20年で治療成績が飛躍的に向上した血液がんの基本の基本 知っておきたい!血液がんの基礎知識
Q6 血液がんが疑われるとき、どんな検査を受けるの?

血液がんが疑われるときには、まず骨髄検査が行われます。これは腰部などに針を刺し、骨髄の血液である骨髄液を抽出して、その状態を調べる検査です。そうして血液細胞の形態(M)、細胞表面抗原のタイプ(I)、遺伝子の変異状態(C)などを調べるMICと呼ばれる検査が行われます。白血病の場合は、この検査により、症状はもちろん、治療後の予後までわかります。
またこのMICで悪性リンパ腫と判断された場合には、全身の病態を調べるために、CTやMRIなどの画像診断が行われるのが一般的です。
Q7 どんな治療を受けるの?

急性白血病の場合は、まず抗がん薬を用いた寛解*導入療法が行われ、全身の血液に溢れている白血病細胞を叩きます。急性白血病では、体内の白血病細胞は寛解導入治療によって激減し、顕微鏡では白血病細胞が見つかりません。この状態を寛解と呼びます。寛解を達成すると、キロサイド*を大量に用いて、さらに残った白血病細胞を叩く、地固め療法と呼ばれる治療を行います。
こうした抗がん薬治療では、正常な血液細胞もダメージを受けますが、正常幹細胞のなかには休眠状態にあるものも多く、治療後はそうした細胞が活発に増殖を始め、残っている白血病細胞を撃退することもあります。治癒に向かう決め手は、患者さん自身の免疫力にあるわけです。
同じ白血病でも慢性の場合はグリベック*という分子標的薬が用いられます。

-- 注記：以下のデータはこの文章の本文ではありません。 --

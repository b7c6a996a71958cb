// src/lib.rs
//! Group the regular files of one directory by extension.
//!
//! The pipeline is [`filesystem::scan`] → [`grouping::ExtensionIndex`] →
//! [`presentation::report`]; [`run`] wires the three together.

pub mod args;
pub mod classify;
pub mod config;
pub mod error;
pub mod filesystem;
pub mod grouping;
pub mod options;
pub mod presentation;

pub const VERSION: &str = env!("CARGO_PKG_VERSION");

use crate::config::Config;
use crate::error::Result;
use crate::grouping::ExtensionIndex;
use std::io::Write;

/// Scans `config.directory` and builds its extension index.
///
/// # Errors
/// Propagates [`error::AppError::DirectoryOpen`] and
/// [`error::AppError::Iteration`] from the scan.
pub fn collect(config: &Config) -> Result<ExtensionIndex> {
    let files = filesystem::scan(&config.directory, config.include_hidden)?;
    Ok(ExtensionIndex::from_files(files))
}

/// Runs a full scan and writes the report to `out`.
///
/// Nothing is written to `out` if the scan fails.
///
/// # Errors
/// Returns the scan error, or an output error if writing the report fails.
pub fn run<W: Write>(config: &Config, out: W) -> Result<()> {
    let index = collect(config)?;
    tracing::debug!(
        groups = index.len(),
        files = index.file_count(),
        "extension index built"
    );
    presentation::report(&index, config, out)
}
/// 명령어 캐시 플러시 (커널 빌드)
#[cfg(all(target_os = "none", target_arch = "aarch64"))]
pub fn flush_icache(addr: usize, size: usize) {
    const CACHE_LINE: usize = 64;
    let end = addr + size;
    unsafe {
        let mut line = addr & !(CACHE_LINE - 1);
        while line < end {
            // 데이터 캐시 클린
            core::arch::asm!("dc cvau, {}", in(reg) line);
            line += CACHE_LINE;
        }
        core::arch::asm!("dsb ish");

        line = addr & !(CACHE_LINE - 1);
        while line < end {
            // 명령어 캐시 무효화
            core::arch::asm!("ic ivau, {}", in(reg) line);
            line += CACHE_LINE;
        }
        core::arch::asm!("dsb ish");
        core::arch::asm!("isb");
    }
}

#[cfg(all(target_os = "none", target_arch = "riscv64"))]
pub fn flush_icache(_addr: usize, _size: usize) {
    unsafe { core::arch::asm!("fence.i") };
}

/// x86_64는 명령어/데이터 캐시가 일관적이고 호스트 빌드는 실제 코드를 실행하지 않음
#[cfg(not(all(target_os = "none", any(target_arch = "aarch64", target_arch = "riscv64"))))]
pub fn flush_icache(_addr: usize, _size: usize) {}
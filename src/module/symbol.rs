//! 커널 심볼 테이블
//!
//! 모듈이 커널 함수를 호출할 수 있도록 빌드 시점에 내보낸 심볼 테이블
//!
//! `kexport!`가 `kmod_exports` 링크 섹션에 엔트리를 하나씩 넣고, 링커가
//! 만들어 주는 `__start_kmod_exports` / `__stop_kmod_exports` 사이가 전체
//! 테이블이 된다. 런타임에는 읽기 전용이며 모듈이 추가할 수 없다.

use core::mem::size_of;

/// 내보낸 커널 심볼
#[repr(C)]
#[derive(Debug, Clone, Copy)]
pub struct KernelSymbol {
    name: &'static str,
    address: *const (),
}

// 불변 데이터 (이름과 함수/데이터 주소)
unsafe impl Sync for KernelSymbol {}
unsafe impl Send for KernelSymbol {}

impl KernelSymbol {
    pub const fn new(name: &'static str, address: *const ()) -> Self {
        Self { name, address }
    }

    pub fn name(&self) -> &'static str {
        self.name
    }

    pub fn address(&self) -> usize {
        self.address as usize
    }
}

/// 커널 심볼을 export 테이블에 등록
///
/// ```ignore
/// #[unsafe(no_mangle)]
/// pub extern "C" fn kernel_print(s: *const u8, len: usize) { ... }
/// kexport!(kernel_print);
/// ```
#[macro_export]
macro_rules! kexport {
    ($symbol:ident) => {
        const _: () = {
            #[used]
            #[unsafe(link_section = "kmod_exports")]
            static EXPORT: $crate::module::symbol::KernelSymbol =
                $crate::module::symbol::KernelSymbol::new(stringify!($symbol), $symbol as *const ());
        };
    };
}

#[cfg(target_os = "none")]
unsafe extern "C" {
    static __start_kmod_exports: KernelSymbol;
    static __stop_kmod_exports: KernelSymbol;
}

/// export 테이블 뷰
#[derive(Clone, Copy)]
pub struct ExportTable {
    symbols: &'static [KernelSymbol],
}

impl ExportTable {
    pub const fn new(symbols: &'static [KernelSymbol]) -> Self {
        Self { symbols }
    }

    /// 링커 경계 심볼 사이의 테이블
    #[cfg(target_os = "none")]
    pub fn linked() -> Self {
        // 링커가 kmod_exports 섹션의 양 끝을 가리키도록 정의함
        unsafe {
            let start = &raw const __start_kmod_exports;
            let stop = &raw const __stop_kmod_exports;
            let len = (stop as usize - start as usize) / size_of::<KernelSymbol>();
            Self::new(core::slice::from_raw_parts(start, len))
        }
    }

    /// 심볼 조회
    pub fn lookup(&self, name: &str) -> Option<usize> {
        self.symbols
            .iter()
            .find(|sym| sym.name == name)
            .map(KernelSymbol::address)
    }

    pub fn iter(&self) -> impl Iterator<Item = &'static KernelSymbol> + 'static {
        self.symbols.iter()
    }

    pub fn len(&self) -> usize {
        self.symbols.len()
    }

    pub fn is_empty(&self) -> bool {
        self.symbols.is_empty()
    }

    /// 테이블 크기 (바이트)
    pub fn size_bytes(&self) -> usize {
        self.symbols.len() * size_of::<KernelSymbol>()
    }
}
//! 모듈용 커널 서비스
//!
//! 모듈은 extern "C" 함수만 호출 가능하므로 커널 API를 C-compatible
//! 함수로 감싸 export 테이블에 올린다.

use core::alloc::Layout;
use core::ptr::{self, NonNull};

use log::{error, info, warn};

use crate::mm::heap::KERNEL_HEAP;

/// kmalloc 반환 포인터 정렬
const KMALLOC_ALIGN: usize = 16;

/// 모듈 메시지 출력 (info 레벨 로그)
#[unsafe(no_mangle)]
pub extern "C" fn kernel_print(s: *const u8, len: usize) {
    if s.is_null() || len == 0 {
        return;
    }
    let bytes = unsafe { core::slice::from_raw_parts(s, len) };
    match core::str::from_utf8(bytes) {
        Ok(msg) => info!("[kmod] {}", msg.trim_end_matches('\n')),
        Err(_) => warn!("[kmod] kernel_print: {} bytes of invalid UTF-8", len),
    }
}

/// 힙 메모리 할당
/// 반환: 16바이트 정렬 포인터 (힙이 없거나 부족하면 null)
#[unsafe(no_mangle)]
pub extern "C" fn kmalloc(size: usize) -> *mut u8 {
    let Ok(layout) = Layout::from_size_align(size.max(1), KMALLOC_ALIGN) else {
        return ptr::null_mut();
    };
    KERNEL_HEAP
        .allocate(layout)
        .map_or(ptr::null_mut(), |p| p.as_ptr())
}

/// 힙 메모리 해제 (null은 무시)
#[unsafe(no_mangle)]
pub extern "C" fn kfree(ptr: *mut u8) {
    let Some(ptr) = NonNull::new(ptr) else {
        return;
    };
    if let Err(e) = unsafe { KERNEL_HEAP.free(ptr) } {
        error!("[kmod] kfree({:p}): {}", ptr, e);
        panic!("heap corruption fault: {}", e);
    }
}

#[cfg(target_os = "none")]
crate::kexport!(kernel_print);
#[cfg(target_os = "none")]
crate::kexport!(kmalloc);
#[cfg(target_os = "none")]
crate::kexport!(kfree);
//! Memory Management
//!
//! 모듈 서브시스템이 쓰는 메모리 관리
//! - 커널 힙 (slab 크기 클래스 + 페이지 단위 large 경로)
//! - 모듈 아레나 (text/data 고정 윈도우 bump 할당자)
//!
//! 페이지 테이블과 물리 프레임 관리는 외부 VMM이 담당한다.
//! 여기서는 이미 매핑된 주소 범위만 다룬다.

pub mod arena;
pub mod heap;

/// 페이지 크기: 4KB
pub const PAGE_SIZE: usize = 4096;

/// `value`를 `align`(2의 거듭제곱) 배수로 올림. 오버플로 시 None
#[inline]
pub const fn align_up(value: usize, align: usize) -> Option<usize> {
    match value.checked_add(align - 1) {
        Some(v) => Some(v & !(align - 1)),
        None => None,
    }
}

#[cfg(test)]
mod tests {
    use super::*;

    #[test]
    fn align_up_rounds_and_detects_overflow() {
        assert_eq!(align_up(0, PAGE_SIZE), Some(0));
        assert_eq!(align_up(1, PAGE_SIZE), Some(PAGE_SIZE));
        assert_eq!(align_up(PAGE_SIZE, PAGE_SIZE), Some(PAGE_SIZE));
        assert_eq!(align_up(17, 16), Some(32));
        assert_eq!(align_up(usize::MAX - 2, PAGE_SIZE), None);
    }
}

この薬の効果は絶大で、9割以上の患者さんが10年生存に向かいます。

一方、悪性リンパ腫の治療ではリツキサン*という分子標的薬に4種類の抗がん薬を組み合わせたR-CHOP療法という治療が主流で、約6割の患者さんが治癒しています。さらに最近では、リツキサンの併用薬としてトレアキシン*という薬も注目を集めています。多発性骨髄腫の場合には、ベルケイド*という分子標的薬が用いられます。残念ながらこの病気は現段階では治癒が期待できません。そのため、ずっと治療を継続していくことになります。これらの治療はいずれも投薬・休薬による治療を5~8コース行います。治療期間としては半年から1年が目安です。
*寛解=白血病による症状が全くなくなること *キロサイド、サイトサール=一般名シタラビン *グリベック=一般名イマチニブ *リツキサン=一般名リツキシマブ *トレアキシン=一般名ベンダムスチン塩酸塩 *ベルケイド=一般名ボルテゾミブ
Q8 薬剤の副作用は?

薬物治療には必ず副作用がつきまといます。もちろん血液がんの治療でもそのことは変わりません。急性白血病の場合は脱毛、倦怠感、さらに血液が急激に減少するために、免疫力が極端に低下します。そのため、治療は無菌室に入院して行います。
一方、慢性骨髄性白血病の場合で用いるグリベックには、吐き気、下痢、浮腫などの副作用が、悪性リンパ腫の治療では発熱、悪寒などのアレルギー症状に加えて脱毛、吐き気などの症状が、また多発性骨髄腫では神経性のしびれなどの副作用が多発します。もっとも、現在では支持療法が進歩しており、こうした副作用はかなりの程度までコントロールされるようになっています。
Q9 移植治療にはどんなものがあるの?

前にあげた薬物治療で効果があがらなかった場合、また、いったんは寛解に至ったものの、折悪く病気が再発した場合には、造血幹細胞移植による治療が行われることが一般的です。これは簡潔にいうと、患者さんの体内に造血幹細胞を移植して、正常な血液細胞を増加させる治療法で、移植する血液の種類によって、骨髄移植、さい帯血移植、末梢血幹細胞移植に分かれ、さらに移植の規模によってフル移植とミニ移植に分かれます。
移植治療を行うには、HLAという遺伝子型が適合している必要があります。一般的に兄弟での適合率は30%程度です。
フル移植では、あらかじめ、がん細胞を叩ききるために前処置として大量の抗がん薬や放射線による治療が行われます。そのため患者さんの負担も大きく、2~3割が治療によって命を落とします。そのリスクの大きさから少し前までは、移植治療は55歳までに限定されていました。最近では前処置が軽く、移植する細胞量も比較的少ないミニ移植も一般的に行われるようになっています。そのため現在では、60~70歳台の人たちにも移植治療の道が開けています。